### PROBLEM
Word for word, transcribe the data below from the line with "pub const PROBE_SERVICE: &str" to the line with "characteristic response/notification frames", keeping both of those lines.

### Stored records
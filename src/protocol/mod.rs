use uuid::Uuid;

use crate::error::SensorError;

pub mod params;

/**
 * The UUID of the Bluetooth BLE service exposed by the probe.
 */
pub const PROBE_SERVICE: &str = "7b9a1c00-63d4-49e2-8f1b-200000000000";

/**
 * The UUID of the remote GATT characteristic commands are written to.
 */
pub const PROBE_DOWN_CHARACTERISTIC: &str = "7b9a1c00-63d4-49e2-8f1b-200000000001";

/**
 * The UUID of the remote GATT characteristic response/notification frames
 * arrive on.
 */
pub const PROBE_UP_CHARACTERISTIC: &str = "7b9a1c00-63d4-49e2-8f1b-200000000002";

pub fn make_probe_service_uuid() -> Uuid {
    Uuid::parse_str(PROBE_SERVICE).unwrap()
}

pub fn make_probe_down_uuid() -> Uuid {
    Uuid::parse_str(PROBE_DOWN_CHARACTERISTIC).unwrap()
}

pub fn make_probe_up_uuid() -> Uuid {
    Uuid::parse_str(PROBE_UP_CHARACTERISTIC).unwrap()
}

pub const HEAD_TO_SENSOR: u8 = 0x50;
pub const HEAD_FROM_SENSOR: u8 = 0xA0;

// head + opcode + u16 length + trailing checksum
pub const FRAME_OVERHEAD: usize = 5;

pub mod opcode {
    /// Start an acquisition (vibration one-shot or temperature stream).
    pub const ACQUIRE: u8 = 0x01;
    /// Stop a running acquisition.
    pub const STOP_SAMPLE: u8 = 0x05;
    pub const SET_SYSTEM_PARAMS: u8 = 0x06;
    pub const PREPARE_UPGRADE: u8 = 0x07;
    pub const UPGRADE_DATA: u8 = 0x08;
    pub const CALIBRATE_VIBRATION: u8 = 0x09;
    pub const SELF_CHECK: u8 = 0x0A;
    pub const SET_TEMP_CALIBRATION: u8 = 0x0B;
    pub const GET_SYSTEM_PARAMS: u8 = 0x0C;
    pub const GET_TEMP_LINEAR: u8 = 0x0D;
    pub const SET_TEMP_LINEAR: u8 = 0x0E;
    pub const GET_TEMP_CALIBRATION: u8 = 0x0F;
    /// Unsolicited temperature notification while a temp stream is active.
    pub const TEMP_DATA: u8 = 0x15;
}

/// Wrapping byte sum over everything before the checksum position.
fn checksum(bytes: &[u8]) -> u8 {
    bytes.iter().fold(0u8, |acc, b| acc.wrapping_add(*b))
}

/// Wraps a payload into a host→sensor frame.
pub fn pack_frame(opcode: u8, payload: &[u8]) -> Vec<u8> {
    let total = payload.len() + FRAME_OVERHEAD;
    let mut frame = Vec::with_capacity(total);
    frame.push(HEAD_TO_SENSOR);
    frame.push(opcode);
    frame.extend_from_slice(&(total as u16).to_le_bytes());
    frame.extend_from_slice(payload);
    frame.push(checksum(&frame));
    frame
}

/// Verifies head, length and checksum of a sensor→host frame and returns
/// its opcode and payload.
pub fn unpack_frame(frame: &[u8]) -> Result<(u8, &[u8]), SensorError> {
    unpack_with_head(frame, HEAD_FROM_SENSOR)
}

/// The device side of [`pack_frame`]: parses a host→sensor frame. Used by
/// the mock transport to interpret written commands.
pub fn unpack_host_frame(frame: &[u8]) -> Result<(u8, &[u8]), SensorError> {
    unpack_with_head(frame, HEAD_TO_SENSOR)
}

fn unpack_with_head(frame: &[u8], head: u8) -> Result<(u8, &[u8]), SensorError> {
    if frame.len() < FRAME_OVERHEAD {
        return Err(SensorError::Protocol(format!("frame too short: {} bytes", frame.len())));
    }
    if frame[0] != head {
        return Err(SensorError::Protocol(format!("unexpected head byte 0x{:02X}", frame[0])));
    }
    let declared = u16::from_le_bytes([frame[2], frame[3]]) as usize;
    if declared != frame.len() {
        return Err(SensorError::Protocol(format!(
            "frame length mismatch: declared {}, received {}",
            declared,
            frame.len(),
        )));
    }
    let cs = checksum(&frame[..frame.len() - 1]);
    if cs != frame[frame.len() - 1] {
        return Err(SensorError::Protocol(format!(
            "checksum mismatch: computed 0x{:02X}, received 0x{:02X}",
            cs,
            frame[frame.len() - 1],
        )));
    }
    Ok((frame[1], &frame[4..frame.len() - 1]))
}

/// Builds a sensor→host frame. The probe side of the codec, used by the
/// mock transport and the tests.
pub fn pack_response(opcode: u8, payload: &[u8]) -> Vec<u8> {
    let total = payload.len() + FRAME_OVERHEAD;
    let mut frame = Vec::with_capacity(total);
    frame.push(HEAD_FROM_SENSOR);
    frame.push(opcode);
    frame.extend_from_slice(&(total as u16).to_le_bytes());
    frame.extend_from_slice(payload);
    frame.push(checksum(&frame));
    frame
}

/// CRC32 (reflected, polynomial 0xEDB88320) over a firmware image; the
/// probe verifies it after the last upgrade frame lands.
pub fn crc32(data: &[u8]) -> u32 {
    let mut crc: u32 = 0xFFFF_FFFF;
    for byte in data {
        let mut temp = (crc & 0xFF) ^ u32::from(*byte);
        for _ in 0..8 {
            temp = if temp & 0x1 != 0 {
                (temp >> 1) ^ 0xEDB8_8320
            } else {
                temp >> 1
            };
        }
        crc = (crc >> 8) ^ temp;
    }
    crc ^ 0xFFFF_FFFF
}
* * *
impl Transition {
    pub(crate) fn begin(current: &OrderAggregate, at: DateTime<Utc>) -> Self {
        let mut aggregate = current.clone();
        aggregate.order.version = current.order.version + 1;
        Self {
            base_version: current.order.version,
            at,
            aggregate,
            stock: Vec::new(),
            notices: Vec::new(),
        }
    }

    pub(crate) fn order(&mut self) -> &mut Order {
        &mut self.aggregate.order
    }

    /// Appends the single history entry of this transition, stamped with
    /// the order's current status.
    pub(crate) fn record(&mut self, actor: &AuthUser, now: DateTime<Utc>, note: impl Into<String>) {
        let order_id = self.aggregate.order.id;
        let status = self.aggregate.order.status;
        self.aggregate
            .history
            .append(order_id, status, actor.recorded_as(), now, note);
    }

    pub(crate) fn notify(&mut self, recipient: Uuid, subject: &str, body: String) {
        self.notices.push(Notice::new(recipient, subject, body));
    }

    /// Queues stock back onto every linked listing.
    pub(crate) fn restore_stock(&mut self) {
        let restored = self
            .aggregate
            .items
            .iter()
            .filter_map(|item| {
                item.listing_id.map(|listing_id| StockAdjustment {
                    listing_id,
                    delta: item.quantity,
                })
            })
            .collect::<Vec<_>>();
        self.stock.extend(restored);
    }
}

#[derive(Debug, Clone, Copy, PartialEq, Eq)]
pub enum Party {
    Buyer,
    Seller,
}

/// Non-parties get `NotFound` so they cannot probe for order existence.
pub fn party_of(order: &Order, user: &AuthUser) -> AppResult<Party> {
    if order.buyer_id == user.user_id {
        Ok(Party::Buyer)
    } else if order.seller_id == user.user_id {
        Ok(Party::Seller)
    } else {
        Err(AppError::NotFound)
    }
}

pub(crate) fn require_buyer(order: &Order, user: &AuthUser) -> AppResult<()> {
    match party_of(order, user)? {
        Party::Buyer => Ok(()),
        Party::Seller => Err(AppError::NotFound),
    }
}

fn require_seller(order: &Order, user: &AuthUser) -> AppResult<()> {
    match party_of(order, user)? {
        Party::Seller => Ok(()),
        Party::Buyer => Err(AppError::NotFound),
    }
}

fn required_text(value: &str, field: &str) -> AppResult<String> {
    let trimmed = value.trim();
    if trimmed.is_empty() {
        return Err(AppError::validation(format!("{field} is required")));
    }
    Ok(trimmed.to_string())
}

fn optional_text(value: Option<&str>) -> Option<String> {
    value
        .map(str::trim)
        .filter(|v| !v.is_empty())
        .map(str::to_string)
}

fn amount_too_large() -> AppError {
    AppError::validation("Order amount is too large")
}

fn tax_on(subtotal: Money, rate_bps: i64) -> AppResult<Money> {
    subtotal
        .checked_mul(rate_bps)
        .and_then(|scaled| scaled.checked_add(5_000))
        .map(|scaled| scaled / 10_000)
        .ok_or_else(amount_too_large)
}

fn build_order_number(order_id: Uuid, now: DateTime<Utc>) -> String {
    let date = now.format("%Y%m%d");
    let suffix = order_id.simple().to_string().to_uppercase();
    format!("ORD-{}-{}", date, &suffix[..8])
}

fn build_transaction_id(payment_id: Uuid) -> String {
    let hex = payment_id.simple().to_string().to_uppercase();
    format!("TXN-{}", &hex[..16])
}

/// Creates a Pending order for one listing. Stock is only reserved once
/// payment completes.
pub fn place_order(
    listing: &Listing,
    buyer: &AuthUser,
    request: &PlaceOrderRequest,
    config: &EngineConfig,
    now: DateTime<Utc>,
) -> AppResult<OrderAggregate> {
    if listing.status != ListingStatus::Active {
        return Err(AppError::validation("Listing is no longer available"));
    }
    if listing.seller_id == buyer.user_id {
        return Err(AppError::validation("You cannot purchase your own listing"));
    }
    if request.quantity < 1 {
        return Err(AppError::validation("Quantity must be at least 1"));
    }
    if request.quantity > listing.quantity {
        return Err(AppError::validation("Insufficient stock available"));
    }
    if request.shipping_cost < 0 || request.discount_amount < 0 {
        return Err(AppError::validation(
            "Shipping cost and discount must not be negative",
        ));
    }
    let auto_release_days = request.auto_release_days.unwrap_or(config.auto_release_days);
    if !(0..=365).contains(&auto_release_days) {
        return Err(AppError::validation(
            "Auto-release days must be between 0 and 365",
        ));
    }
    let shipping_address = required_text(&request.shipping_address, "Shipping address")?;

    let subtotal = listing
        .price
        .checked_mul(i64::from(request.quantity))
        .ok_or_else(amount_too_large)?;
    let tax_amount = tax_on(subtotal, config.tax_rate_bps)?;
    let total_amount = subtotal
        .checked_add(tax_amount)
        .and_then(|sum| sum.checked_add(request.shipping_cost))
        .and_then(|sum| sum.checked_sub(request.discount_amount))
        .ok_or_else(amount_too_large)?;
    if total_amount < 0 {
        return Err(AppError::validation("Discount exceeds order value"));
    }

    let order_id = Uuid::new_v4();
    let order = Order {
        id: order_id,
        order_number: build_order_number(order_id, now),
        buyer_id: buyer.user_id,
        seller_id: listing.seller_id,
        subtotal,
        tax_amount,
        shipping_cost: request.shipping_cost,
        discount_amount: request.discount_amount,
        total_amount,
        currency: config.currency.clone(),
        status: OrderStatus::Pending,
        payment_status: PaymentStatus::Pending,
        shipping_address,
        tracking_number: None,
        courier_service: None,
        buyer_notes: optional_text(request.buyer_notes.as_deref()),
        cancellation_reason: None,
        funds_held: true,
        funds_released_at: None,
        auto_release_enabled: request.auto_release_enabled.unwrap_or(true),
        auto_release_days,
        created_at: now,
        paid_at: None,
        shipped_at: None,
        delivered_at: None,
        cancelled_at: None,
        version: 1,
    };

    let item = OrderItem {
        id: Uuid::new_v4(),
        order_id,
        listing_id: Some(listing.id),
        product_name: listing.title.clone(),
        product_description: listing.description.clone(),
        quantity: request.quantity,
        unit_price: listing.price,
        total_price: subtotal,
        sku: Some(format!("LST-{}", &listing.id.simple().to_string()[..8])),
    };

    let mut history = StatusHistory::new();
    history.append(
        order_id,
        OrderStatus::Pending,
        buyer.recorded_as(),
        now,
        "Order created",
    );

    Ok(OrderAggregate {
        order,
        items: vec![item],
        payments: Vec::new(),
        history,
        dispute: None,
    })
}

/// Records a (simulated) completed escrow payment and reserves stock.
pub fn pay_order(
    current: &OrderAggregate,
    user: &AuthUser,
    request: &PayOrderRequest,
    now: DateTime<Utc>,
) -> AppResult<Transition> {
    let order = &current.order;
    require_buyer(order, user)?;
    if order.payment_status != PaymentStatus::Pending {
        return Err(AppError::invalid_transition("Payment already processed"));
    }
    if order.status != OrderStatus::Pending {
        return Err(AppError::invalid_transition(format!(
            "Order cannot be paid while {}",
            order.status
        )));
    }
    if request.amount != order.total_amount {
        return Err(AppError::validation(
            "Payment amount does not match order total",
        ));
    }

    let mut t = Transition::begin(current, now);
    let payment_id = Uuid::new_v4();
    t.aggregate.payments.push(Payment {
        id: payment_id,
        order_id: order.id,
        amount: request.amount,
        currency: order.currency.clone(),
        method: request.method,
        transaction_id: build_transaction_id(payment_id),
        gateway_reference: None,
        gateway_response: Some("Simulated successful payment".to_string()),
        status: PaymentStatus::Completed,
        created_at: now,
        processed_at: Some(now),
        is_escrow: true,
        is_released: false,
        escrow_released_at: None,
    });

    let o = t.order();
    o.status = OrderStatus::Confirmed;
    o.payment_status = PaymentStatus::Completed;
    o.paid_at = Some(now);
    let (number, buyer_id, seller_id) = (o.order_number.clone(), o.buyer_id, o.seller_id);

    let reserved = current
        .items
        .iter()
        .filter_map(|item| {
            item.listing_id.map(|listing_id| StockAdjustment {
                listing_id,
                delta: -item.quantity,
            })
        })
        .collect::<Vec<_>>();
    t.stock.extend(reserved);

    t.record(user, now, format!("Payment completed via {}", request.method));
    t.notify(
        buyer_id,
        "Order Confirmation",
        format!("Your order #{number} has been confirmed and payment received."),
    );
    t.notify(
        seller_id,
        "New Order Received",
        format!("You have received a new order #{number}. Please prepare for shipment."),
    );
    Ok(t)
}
--
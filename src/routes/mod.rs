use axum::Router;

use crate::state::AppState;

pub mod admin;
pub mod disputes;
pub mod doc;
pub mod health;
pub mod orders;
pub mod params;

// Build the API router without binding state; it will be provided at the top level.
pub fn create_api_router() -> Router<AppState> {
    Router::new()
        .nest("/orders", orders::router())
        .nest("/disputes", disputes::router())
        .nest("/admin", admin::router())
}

### SOLUTION TO THIS PROBLEM
pub const PROBE_SERVICE: &str = "7b9a1c00-63d4-49e2-8f1b-200000000000";

/**
 * The UUID of the remote GATT characteristic commands are written to.
 */
pub const PROBE_DOWN_CHARACTERISTIC: &str = "7b9a1c00-63d4-49e2-8f1b-200000000001";

/**
 * The UUID of the remote GATT characteristic response/notification frames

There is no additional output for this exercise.